Random832 wrote:
Is there any way to use 6 digits _if_ the system supports at least seven characters, otherwise use some fallback value?
Not in the current tzdata format. The format allows more than 6 characters in the abbreviation, but it doesn't allow for varying formats depending on what the implementation supports. In practice for alignment reasons TZNAME_MAX is typically one less than a power of 2, when it's defined at all. The smallest value I've seen for it recently is 7, which means we would be OK with "+NNNNNN". In pre-2001 POSIX, TZNAME_MAX could be as small as 3, but those systems are obsolete now. This reminds me of another practical argument for brevity. In the current tzdata binary format, the total length of all abbreviations (including the terminating null byte for each one) cannot exceed 50. Currently one zone (Europe/Samara) is already at 49 and I expect that if we use 4-digit abbreviations we'd go over the limit soon. Although we can easily bump the limit to 256 in our own implementation, increasing it past 256 would require a nontrivial format change which would be a big deal. Also, possibly other implementations assume our current TZ_MAX_CHARS value of 50 (a mistake in my view, but there it is).
I absolutely don't understand the objection "any solution we came up with would cause confusion for users wondering why different abbreviations are used before and after 1961." If anyone asks - if anyone even notices
Oh, they'll ask! We get questions about *many* seemingly-minor details like this. And there is benefit to users of a consistent format across the timeline, independent of our not having to answer questions about seemingly-gratuitous changes.
I also don't think that POSIX's limitation of not allowing a colon in TZ should necessarily be generalized to not allowing a system to provide a colon (or tilde, etc) in a timezone abbreviation set by a non-POSIX-format TZ value. It's a limitation on the format of the TZ environment variable, not the contents of the abbreviation fields
True.
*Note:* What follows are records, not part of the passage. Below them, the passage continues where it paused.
use proptest::prelude::*;
use semsearch_common::SemsearchError;
use semsearch_vector::{KMeansOptions, Payload, SimilarityIndex, VectorStore};
use std::collections::HashSet;

fn nonzero_vectors(dim: usize, max: usize) -> impl Strategy<Value = Vec<Vec<f32>>> {
    prop::collection::vec(
        prop::collection::vec(-1.0f32..1.0, dim)
            .prop_filter("non-zero", |v| v.iter().map(|x| x * x).sum::<f32>() > 1e-3),
        1..max,
    )
}

proptest! {
    #![proptest_config(ProptestConfig::with_cases(64))]

    #[test]
    fn results_are_ranked_and_unique(
        vectors in nonzero_vectors(4, 60),
        query in prop::collection::vec(-1.0f32..1.0, 4)
            .prop_filter("non-zero", |v| v.iter().map(|x| x * x).sum::<f32>() > 1e-3),
        limit in 1usize..20,
    ) {
        let index = SimilarityIndex::new(None);
        for (i, v) in vectors.iter().enumerate() {
            index.add(&format!("v{}", i), v).unwrap();
        }

        let hits = index.search(&query, vectors.len().max(limit), limit).unwrap();
        prop_assert_eq!(hits.len(), limit.min(vectors.len()));
        for pair in hits.windows(2) {
            prop_assert!(pair[0].1 >= pair[1].1);
        }
        let unique: HashSet<&str> = hits.iter().map(|(id, _)| id.as_str()).collect();
        prop_assert_eq!(unique.len(), hits.len());
        for (_, score) in &hits {
            prop_assert!((-1.0..=1.0).contains(score));
        }
    }

    #[test]
    fn added_vector_is_its_own_nearest_neighbor(vectors in nonzero_vectors(6, 40)) {
        let index = SimilarityIndex::new(None);
        for (i, v) in vectors.iter().enumerate() {
            index.add(&format!("v{}", i), v).unwrap();
        }

        for (i, v) in vectors.iter().enumerate() {
            let hits = index.search(v, vectors.len(), 1).unwrap();
            prop_assert!(hits[0].1 > 0.9999);
            // Other vectors may point the same way; the query itself must score as high
            let own = index.search(v, vectors.len(), vectors.len()).unwrap();
            let id = format!("v{}", i);
            let found = own.iter().find(|(hit, _)| *hit == id).map(|(_, s)| *s);
            prop_assert!(found.is_some_and(|s| s > 0.9999));
        }
    }

    #[test]
    fn removed_ids_never_return(
        vectors in nonzero_vectors(4, 40),
        remove_mask in prop::collection::vec(any::<bool>(), 40),
    ) {
        let index = SimilarityIndex::new(None);
        for (i, v) in vectors.iter().enumerate() {
            index.add(&format!("v{}", i), v).unwrap();
        }
        let removed: HashSet<String> = (0..vectors.len())
            .filter(|i| remove_mask[*i])
            .map(|i| format!("v{}", i))
            .collect();
        for id in &removed {
            prop_assert!(index.remove(id));
        }

        for v in &vectors {
            let hits = index.search(v, vectors.len(), vectors.len()).unwrap();
            prop_assert_eq!(hits.len(), vectors.len() - removed.len());
            prop_assert!(hits.iter().all(|(id, _)| !removed.contains(id)));
        }
    }
}

#[test]
fn two_dimensional_ordering() {
    let index = SimilarityIndex::new(None);
    index.add("A", &[1.0, 0.0]).unwrap();
    index.add("B", &[0.9, 0.1]).unwrap();
    index.add("C", &[0.0, 1.0]).unwrap();

    let hits = index.search(&[1.0, 0.0], 3, 2).unwrap();
    let ids: Vec<&str> = hits.iter().map(|(id, _)| id.as_str()).collect();
    assert_eq!(ids, vec!["A", "B"]);
    assert!((hits[0].1 - 1.0).abs() < 1e-6);
}

#[test]
fn repeated_upserts_never_duplicate_results() {
    let store = VectorStore::in_memory("dupes", "m");
    for round in 0..5 {
        for i in 0..10 {
            let angle = (i as f32) * 0.3 + round as f32 * 0.01;
            store
                .upsert(&format!("r{}", i), vec![angle.cos(), angle.sin()], Payload::new())
                .unwrap();
        }
    }

    assert_eq!(store.len(), 10);
    assert_eq!(store.get("r3").unwrap().version, 5);
    let hits = store.search(&[1.0, 0.0], 50, 50).unwrap();
    assert_eq!(hits.len(), 10);
    let unique: HashSet<&str> = hits.iter().map(|(id, _)| id.as_str()).collect();
    assert_eq!(unique.len(), 10);
}

#[test]
fn clustered_search_is_exact_with_full_budget() {
    let store = VectorStore::in_memory("clusters", "m");
    let mut vectors = Vec::new();
    for i in 0..200 {
        let angle = i as f32 * 0.0314;
        let v = vec![angle.cos(), angle.sin(), (i % 7) as f32 * 0.1];
        store.upsert(&format!("p{:03}", i), v.clone(), Payload::new()).unwrap();
        vectors.push(v);
    }

    let query = [0.3, 0.9, 0.2];
    let before = store.search(&query, 200, 10).unwrap();

    let options = KMeansOptions {
        seed: Some(11),
        ..KMeansOptions::default()
    };
    let stats = store.rebuild_clusters(8, &options).unwrap();
    assert_eq!(stats.entries, 200);
    assert_eq!(stats.cluster_sizes.iter().sum::<usize>(), 200);

    let after = store.search(&query, 200, 10).unwrap();
    let ids = |hits: &[(String, f32)]| hits.iter().map(|(id, _)| id.clone()).collect::<Vec<_>>();
    assert_eq!(ids(&before), ids(&after));

    // A narrow budget still returns ranked, unique hits
    let narrow = store.search(&query, 10, 10).unwrap();
    assert!(!narrow.is_empty());
    assert!(narrow.windows(2).all(|p| p[0].1 >= p[1].1));
    assert!(store.check_consistency().is_consistent());
}

#[test]
fn invalid_search_parameters_are_rejected() {
    let store = VectorStore::in_memory("params", "m");
    store.upsert("a", vec![1.0, 0.0], Payload::new()).unwrap();

    assert!(matches!(
        store.search(&[1.0, 0.0], 10, 0),
        Err(SemsearchError::InvalidParameter(_))
    ));
    assert!(matches!(
        store.search(&[1.0, 0.0], 1, 2),
        Err(SemsearchError::InvalidParameter(_))
    ));
    assert!(matches!(
        store.search(&[0.0, 0.0], 10, 1),
        Err(SemsearchError::InvalidVector(_))
    ));
    assert!(matches!(
        store.search(&[1.0, 0.0, 0.0], 10, 1),
        Err(SemsearchError::DimensionMismatch { expected: 2, actual: 3 })
    ));
}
However, the topics are not entirely separable as we use POSIX-style TZ strings in our binary output files. We can extend our binary-file TZ string format to include colon, but that would be a file format change which would be a cost. In practice my impression is that the colon is omitted more often than it's included and is not worth the hassle here.
Frankly, I'd be more worried about zones like "EST5EDT", and tz's practice of A) allowing TZ to name a file without a leading colon and B) not giving preference to the POSIX interpretation [so these files would never get hit] when such a file is found.
This is a different issue. It shouldn't be a problem with the current tzdata distribution, as none of the file names should disagree with the POSIX interpretation in the default installation.
where does "Local time zone must be set--see zic manual page" fit in to this discussion?
It's a grandfathered exception to the Theory guidelines for abbreviations.